▶ [Task data]
+ + + + + + +

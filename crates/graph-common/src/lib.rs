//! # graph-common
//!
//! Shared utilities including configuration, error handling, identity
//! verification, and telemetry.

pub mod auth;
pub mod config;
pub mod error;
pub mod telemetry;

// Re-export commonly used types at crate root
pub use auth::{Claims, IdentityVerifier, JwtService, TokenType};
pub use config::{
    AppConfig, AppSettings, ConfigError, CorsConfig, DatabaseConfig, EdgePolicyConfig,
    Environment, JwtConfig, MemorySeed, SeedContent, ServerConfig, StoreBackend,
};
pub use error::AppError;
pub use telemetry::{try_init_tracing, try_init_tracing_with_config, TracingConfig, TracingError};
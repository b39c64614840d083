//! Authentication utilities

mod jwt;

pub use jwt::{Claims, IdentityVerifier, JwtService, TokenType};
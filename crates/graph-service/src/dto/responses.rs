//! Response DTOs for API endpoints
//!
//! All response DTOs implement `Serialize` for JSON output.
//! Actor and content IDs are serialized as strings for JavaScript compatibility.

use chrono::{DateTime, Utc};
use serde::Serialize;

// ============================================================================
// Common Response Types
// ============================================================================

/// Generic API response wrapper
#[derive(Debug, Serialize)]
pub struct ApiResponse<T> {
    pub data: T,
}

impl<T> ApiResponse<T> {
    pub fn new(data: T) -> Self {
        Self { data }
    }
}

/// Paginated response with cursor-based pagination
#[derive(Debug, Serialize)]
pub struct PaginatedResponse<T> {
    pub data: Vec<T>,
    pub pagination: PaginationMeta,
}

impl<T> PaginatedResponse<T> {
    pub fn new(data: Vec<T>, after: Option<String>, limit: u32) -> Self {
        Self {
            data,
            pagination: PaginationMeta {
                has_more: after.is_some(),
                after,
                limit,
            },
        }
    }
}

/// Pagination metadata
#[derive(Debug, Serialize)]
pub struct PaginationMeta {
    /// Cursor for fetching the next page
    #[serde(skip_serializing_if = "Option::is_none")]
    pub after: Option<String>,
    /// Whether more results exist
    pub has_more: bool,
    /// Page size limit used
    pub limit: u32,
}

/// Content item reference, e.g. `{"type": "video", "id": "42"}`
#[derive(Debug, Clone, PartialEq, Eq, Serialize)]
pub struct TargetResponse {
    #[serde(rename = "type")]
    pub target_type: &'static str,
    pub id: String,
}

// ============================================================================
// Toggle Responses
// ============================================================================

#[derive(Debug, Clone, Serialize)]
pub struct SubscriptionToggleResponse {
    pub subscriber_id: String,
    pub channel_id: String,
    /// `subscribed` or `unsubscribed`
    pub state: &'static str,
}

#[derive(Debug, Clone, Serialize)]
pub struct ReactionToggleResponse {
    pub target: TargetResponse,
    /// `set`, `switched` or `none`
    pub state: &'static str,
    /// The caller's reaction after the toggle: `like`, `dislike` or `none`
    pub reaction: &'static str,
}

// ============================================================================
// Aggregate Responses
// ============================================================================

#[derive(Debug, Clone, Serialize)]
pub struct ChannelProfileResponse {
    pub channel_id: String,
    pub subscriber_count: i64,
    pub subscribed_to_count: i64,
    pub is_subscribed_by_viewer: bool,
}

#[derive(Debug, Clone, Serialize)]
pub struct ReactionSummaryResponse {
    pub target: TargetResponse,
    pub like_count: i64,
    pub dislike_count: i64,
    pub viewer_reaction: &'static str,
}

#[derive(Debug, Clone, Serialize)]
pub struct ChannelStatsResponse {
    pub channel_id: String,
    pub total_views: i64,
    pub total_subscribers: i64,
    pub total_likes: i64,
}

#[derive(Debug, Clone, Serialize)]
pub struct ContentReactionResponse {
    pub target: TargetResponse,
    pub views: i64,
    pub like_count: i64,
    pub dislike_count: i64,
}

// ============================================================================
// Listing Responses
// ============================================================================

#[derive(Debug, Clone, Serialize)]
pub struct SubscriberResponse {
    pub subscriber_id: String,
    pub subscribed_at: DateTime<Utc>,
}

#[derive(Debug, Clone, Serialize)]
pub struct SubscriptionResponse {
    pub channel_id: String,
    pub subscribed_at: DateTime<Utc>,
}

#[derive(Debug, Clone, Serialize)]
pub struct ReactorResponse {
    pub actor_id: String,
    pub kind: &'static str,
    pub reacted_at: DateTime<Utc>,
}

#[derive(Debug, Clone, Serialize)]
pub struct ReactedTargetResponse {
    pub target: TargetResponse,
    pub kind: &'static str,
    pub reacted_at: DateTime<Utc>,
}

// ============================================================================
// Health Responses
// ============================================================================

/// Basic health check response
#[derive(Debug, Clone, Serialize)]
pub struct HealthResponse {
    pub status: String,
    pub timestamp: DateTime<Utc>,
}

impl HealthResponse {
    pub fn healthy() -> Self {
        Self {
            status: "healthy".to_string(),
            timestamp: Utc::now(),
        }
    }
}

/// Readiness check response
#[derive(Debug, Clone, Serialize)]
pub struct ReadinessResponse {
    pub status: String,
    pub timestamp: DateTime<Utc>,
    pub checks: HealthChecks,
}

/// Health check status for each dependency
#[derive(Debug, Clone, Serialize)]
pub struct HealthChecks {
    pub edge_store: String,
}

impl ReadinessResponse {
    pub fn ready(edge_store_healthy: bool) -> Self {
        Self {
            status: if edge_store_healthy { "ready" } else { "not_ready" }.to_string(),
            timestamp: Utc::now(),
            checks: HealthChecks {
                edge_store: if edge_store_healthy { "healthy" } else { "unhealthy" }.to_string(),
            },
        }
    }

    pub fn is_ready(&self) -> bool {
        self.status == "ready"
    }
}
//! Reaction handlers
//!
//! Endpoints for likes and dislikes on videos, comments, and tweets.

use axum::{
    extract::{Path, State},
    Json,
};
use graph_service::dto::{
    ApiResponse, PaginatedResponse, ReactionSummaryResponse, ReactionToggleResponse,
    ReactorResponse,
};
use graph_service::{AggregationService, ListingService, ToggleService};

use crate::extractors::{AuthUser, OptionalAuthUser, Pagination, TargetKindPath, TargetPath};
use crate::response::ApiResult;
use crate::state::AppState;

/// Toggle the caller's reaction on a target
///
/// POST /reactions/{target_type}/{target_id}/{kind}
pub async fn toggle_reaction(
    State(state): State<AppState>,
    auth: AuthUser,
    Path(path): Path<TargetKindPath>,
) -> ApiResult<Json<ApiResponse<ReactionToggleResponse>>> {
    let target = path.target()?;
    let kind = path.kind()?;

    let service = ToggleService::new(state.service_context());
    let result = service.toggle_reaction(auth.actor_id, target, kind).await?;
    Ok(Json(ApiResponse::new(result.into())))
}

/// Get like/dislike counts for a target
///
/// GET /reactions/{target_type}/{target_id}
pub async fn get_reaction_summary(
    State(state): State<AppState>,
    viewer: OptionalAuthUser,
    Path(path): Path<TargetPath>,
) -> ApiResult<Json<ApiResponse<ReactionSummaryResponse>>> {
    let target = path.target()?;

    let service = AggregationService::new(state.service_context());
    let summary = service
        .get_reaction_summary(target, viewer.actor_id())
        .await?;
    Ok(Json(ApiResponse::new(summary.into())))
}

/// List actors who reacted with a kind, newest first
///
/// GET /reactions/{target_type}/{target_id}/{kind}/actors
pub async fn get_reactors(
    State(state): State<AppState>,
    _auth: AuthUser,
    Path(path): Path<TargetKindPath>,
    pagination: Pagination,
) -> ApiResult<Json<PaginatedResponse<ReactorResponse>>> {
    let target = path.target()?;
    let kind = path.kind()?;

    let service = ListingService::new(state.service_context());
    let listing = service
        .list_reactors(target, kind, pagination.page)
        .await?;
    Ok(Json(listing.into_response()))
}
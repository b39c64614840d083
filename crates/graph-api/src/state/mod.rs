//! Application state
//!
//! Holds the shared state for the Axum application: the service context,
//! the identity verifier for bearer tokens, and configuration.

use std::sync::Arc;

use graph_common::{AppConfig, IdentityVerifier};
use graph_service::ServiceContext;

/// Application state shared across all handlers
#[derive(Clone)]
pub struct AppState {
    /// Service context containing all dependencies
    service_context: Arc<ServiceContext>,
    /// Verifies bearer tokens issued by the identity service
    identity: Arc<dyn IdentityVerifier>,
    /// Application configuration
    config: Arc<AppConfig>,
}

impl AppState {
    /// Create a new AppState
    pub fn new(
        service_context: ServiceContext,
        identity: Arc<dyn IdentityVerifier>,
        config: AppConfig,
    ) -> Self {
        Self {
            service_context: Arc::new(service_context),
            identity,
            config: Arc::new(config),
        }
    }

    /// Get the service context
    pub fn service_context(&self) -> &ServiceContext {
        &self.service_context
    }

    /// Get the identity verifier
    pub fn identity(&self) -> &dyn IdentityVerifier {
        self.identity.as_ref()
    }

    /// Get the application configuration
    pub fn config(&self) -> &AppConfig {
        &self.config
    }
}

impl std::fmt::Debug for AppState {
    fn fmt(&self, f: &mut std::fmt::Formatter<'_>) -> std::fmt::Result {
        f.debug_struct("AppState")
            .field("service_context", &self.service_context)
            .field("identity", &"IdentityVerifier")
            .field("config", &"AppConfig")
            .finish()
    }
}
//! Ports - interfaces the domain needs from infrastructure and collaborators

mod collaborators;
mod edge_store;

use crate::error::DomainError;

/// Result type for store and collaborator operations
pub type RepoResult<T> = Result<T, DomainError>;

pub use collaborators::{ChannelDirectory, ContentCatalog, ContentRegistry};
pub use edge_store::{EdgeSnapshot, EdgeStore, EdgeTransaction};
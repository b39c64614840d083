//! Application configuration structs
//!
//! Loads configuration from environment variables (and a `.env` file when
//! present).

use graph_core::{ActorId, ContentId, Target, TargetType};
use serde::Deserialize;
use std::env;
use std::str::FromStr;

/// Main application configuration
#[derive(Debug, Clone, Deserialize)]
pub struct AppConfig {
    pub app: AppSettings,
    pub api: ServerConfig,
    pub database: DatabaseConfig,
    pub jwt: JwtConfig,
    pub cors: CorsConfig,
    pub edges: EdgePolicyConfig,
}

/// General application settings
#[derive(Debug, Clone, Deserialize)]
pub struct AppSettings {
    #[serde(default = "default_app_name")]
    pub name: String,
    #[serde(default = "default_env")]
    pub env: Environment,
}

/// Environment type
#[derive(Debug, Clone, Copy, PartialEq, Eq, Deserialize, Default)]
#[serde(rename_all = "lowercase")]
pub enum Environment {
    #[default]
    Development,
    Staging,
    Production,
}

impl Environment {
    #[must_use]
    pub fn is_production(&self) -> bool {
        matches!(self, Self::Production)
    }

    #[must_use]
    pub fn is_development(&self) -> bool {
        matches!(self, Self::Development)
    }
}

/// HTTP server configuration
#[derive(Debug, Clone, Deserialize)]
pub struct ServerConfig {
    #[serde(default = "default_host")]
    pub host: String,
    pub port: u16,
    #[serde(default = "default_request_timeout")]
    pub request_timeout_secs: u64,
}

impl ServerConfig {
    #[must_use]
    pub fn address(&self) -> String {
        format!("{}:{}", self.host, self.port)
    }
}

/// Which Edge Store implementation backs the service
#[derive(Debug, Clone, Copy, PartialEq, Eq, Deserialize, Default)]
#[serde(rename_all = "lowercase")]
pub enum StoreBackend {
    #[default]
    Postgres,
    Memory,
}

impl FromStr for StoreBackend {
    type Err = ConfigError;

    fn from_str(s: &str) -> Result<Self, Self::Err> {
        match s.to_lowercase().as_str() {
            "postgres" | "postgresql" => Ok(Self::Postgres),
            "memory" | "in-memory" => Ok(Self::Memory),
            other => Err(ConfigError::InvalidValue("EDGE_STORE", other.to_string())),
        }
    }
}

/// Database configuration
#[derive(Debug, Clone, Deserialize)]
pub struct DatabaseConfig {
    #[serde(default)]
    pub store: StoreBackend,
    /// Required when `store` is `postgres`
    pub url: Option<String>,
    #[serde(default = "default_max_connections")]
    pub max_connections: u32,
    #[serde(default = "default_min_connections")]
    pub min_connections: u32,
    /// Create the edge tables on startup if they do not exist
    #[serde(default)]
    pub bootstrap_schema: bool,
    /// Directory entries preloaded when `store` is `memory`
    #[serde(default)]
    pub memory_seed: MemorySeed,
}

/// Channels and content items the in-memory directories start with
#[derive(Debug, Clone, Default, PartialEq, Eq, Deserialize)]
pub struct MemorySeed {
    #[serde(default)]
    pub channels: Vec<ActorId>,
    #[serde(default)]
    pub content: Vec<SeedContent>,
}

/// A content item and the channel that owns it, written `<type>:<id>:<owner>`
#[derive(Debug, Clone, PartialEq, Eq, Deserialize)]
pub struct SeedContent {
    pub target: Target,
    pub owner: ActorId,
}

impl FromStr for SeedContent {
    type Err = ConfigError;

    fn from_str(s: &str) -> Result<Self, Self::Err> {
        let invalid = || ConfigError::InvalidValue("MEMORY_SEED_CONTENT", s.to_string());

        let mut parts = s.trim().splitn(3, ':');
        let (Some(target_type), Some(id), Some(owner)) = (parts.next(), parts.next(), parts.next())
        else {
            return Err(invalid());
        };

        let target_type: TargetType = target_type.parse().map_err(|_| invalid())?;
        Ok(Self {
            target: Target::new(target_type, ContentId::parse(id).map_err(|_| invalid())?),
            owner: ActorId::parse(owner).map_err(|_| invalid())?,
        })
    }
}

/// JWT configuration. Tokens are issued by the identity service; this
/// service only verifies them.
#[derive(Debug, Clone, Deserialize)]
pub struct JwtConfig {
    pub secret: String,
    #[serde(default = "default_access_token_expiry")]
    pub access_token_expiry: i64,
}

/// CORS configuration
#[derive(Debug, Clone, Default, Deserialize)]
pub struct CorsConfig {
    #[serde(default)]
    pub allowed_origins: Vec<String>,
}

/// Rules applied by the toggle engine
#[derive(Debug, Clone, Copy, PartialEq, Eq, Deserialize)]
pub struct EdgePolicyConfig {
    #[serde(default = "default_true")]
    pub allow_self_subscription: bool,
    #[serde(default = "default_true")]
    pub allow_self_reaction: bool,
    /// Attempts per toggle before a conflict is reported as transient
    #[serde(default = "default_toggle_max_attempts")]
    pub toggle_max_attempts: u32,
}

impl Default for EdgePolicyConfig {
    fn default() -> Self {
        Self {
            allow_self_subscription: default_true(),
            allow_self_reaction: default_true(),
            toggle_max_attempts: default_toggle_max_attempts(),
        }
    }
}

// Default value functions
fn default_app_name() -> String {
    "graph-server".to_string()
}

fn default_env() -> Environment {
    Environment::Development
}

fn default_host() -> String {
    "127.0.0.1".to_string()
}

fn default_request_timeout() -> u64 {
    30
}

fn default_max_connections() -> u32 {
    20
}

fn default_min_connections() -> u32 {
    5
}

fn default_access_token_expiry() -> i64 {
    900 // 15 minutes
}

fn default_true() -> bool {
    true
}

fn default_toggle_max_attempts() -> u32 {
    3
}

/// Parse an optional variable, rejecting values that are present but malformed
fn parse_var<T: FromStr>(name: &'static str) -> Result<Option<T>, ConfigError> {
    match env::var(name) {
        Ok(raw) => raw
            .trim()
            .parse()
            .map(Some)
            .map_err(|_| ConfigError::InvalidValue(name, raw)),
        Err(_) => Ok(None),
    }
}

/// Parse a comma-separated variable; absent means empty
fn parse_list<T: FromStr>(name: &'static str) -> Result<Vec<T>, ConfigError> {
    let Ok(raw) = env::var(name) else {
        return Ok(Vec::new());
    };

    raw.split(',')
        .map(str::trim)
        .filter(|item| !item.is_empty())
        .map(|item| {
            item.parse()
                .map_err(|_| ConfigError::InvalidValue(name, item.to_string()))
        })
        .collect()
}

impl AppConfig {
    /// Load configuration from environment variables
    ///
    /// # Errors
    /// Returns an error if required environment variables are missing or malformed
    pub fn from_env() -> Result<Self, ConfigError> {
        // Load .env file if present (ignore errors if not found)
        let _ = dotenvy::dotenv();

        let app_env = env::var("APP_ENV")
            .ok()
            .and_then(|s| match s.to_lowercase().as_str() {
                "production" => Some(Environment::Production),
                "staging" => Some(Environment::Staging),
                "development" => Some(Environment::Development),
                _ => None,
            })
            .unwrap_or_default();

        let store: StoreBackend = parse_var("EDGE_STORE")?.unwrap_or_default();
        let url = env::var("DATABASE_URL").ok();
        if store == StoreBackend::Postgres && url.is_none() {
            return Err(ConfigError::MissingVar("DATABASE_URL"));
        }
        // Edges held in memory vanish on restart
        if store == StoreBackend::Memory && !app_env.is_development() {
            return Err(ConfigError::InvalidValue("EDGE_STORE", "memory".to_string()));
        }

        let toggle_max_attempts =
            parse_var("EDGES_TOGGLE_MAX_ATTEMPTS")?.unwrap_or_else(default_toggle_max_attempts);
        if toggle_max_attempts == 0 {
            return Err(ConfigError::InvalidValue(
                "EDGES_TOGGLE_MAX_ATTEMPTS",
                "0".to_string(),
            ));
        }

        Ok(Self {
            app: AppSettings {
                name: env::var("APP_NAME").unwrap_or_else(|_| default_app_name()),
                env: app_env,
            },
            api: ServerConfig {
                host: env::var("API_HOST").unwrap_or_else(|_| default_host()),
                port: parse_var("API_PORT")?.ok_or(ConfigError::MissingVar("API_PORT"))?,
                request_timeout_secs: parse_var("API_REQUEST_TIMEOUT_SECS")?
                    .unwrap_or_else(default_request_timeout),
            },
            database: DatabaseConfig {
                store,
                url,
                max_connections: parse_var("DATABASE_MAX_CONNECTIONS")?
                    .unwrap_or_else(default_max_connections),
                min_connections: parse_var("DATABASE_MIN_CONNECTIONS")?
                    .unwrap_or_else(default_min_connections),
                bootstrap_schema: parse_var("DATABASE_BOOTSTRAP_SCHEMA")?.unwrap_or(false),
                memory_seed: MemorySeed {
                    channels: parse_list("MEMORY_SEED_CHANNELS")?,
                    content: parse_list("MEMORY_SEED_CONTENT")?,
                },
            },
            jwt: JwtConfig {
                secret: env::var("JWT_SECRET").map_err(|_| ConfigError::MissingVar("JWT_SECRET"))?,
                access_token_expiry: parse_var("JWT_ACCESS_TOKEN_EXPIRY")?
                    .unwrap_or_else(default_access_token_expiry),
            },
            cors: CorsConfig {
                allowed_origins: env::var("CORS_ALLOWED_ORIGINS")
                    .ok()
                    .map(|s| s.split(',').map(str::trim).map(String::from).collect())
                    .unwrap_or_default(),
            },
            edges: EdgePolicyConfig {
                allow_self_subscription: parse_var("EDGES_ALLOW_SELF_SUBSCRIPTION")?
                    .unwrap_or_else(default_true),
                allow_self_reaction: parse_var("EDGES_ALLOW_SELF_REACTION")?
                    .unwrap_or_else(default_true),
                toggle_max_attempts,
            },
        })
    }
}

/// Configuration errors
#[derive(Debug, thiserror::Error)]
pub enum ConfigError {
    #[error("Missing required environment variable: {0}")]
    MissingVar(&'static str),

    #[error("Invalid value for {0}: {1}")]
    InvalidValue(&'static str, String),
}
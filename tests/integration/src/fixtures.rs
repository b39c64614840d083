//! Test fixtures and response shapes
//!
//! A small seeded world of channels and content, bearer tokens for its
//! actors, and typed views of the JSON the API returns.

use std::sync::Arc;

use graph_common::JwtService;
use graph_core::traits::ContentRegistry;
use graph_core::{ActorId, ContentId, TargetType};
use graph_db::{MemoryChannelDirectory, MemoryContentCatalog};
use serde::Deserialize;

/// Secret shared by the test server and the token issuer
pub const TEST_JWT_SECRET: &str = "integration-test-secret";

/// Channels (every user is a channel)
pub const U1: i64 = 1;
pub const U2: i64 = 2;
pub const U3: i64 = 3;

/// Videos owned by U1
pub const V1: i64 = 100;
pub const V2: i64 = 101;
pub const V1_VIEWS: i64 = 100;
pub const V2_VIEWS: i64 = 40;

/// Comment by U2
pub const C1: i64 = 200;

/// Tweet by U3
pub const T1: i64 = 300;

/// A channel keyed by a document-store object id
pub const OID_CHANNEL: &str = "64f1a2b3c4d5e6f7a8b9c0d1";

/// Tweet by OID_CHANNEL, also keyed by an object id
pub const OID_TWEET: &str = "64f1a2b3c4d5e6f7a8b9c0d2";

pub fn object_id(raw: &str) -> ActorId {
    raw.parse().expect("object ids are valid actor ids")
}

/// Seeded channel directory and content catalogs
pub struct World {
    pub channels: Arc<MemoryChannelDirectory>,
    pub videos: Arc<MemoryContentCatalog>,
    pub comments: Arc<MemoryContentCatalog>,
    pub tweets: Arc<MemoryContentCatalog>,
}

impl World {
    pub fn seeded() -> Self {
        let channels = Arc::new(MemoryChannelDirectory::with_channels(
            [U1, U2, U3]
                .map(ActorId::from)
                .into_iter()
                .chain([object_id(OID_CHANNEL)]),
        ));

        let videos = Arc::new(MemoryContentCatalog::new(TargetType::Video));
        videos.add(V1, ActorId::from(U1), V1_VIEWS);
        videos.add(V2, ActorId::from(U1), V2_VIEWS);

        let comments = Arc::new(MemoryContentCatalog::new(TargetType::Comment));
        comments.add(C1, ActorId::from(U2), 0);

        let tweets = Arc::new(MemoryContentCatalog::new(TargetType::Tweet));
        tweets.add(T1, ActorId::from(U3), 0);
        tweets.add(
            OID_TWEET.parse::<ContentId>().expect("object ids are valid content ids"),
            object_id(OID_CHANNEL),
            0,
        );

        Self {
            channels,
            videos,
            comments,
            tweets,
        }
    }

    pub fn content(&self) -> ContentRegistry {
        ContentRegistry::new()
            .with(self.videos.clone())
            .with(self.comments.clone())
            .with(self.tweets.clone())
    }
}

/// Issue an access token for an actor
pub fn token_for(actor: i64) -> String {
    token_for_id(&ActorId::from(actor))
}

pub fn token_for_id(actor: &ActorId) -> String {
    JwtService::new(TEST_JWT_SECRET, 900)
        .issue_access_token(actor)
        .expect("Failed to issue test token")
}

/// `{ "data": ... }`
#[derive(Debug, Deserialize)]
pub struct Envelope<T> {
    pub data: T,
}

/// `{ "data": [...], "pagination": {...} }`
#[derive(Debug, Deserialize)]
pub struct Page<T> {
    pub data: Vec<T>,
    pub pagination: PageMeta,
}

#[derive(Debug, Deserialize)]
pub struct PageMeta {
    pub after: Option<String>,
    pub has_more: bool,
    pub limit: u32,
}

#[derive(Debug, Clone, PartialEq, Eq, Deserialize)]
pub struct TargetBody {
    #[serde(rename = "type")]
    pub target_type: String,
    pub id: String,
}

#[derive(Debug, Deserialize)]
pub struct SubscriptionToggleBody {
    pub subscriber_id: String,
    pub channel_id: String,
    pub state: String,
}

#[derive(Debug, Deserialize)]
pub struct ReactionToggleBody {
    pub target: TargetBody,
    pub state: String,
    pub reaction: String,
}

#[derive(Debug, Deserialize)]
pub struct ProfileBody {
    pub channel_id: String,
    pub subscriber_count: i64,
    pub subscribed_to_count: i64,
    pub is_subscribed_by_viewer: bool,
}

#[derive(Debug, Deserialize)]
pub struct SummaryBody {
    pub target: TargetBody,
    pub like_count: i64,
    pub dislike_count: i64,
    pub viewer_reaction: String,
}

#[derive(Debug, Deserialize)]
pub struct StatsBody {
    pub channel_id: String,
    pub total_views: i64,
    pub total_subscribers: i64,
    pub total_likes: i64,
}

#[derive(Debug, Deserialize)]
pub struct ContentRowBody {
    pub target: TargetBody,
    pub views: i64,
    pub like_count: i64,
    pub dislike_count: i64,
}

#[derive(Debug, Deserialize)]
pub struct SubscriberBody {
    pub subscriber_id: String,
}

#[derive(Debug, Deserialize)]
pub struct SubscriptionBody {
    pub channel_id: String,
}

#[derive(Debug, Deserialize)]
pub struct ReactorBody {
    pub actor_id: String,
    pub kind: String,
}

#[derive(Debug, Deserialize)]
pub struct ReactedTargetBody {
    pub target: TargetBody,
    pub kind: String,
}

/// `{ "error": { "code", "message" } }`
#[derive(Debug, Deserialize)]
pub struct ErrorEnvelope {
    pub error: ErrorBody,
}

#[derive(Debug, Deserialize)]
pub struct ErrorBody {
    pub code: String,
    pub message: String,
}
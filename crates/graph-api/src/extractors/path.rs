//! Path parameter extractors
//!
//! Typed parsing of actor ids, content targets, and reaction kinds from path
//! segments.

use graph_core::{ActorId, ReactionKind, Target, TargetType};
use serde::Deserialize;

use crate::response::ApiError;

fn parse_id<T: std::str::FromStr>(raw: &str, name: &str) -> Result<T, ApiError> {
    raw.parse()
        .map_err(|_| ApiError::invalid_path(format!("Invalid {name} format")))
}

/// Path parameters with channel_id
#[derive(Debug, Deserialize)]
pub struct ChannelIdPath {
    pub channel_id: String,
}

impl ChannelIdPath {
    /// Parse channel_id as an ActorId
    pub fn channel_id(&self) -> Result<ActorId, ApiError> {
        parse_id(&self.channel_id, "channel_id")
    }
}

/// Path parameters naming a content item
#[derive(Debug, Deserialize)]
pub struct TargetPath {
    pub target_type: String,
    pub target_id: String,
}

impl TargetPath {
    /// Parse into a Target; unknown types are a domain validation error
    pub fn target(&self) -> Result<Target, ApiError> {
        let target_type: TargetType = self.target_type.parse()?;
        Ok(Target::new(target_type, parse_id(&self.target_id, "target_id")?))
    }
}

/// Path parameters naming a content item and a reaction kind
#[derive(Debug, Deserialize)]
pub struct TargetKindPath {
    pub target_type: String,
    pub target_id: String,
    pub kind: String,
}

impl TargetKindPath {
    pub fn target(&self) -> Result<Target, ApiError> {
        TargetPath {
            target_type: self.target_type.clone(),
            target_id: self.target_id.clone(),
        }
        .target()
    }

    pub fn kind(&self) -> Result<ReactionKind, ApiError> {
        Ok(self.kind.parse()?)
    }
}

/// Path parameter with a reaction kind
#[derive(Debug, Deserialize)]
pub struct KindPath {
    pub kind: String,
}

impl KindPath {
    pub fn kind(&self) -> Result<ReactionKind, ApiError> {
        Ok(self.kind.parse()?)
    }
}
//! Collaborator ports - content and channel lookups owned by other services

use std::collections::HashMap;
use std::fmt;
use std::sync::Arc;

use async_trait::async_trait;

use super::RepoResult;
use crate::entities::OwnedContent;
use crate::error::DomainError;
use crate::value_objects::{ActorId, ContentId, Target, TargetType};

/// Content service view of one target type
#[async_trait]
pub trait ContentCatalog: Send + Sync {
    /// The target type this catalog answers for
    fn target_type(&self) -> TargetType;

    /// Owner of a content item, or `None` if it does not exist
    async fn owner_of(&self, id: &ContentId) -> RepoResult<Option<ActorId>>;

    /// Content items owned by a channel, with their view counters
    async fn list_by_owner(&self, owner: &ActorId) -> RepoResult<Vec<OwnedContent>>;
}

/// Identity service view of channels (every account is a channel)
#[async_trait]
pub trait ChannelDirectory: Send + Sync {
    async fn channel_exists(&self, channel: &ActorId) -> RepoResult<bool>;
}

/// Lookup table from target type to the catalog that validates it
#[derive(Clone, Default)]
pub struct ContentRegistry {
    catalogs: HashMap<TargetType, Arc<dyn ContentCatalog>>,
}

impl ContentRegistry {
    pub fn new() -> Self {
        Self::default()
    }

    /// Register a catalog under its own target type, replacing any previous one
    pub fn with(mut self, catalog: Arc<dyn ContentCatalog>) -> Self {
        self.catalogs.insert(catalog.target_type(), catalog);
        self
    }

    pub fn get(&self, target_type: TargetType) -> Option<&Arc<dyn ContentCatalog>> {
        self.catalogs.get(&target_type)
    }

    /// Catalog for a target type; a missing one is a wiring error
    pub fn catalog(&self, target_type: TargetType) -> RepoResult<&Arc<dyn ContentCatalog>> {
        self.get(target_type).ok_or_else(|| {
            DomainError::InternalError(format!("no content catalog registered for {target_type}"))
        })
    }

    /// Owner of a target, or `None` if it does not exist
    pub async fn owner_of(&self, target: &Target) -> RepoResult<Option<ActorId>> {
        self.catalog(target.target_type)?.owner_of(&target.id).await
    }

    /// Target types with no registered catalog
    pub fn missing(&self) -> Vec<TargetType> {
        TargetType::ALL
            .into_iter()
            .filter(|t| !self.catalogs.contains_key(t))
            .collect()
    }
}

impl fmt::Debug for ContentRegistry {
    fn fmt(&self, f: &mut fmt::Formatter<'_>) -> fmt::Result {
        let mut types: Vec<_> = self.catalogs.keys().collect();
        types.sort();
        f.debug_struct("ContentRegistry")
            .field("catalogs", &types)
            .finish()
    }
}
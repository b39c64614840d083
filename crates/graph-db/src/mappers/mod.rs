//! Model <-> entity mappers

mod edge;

+ + + + + + +

▶ [Problem to work on] Scan the material for lines with the word "DomainError", and copy each line you find.

▶ [Exercise answer]
use crate::error::DomainError;
pub type RepoResult<T> = Result<T, DomainError>;
use crate::error::DomainError;
            DomainError::InternalError(format!("no content catalog registered for {target_type}"))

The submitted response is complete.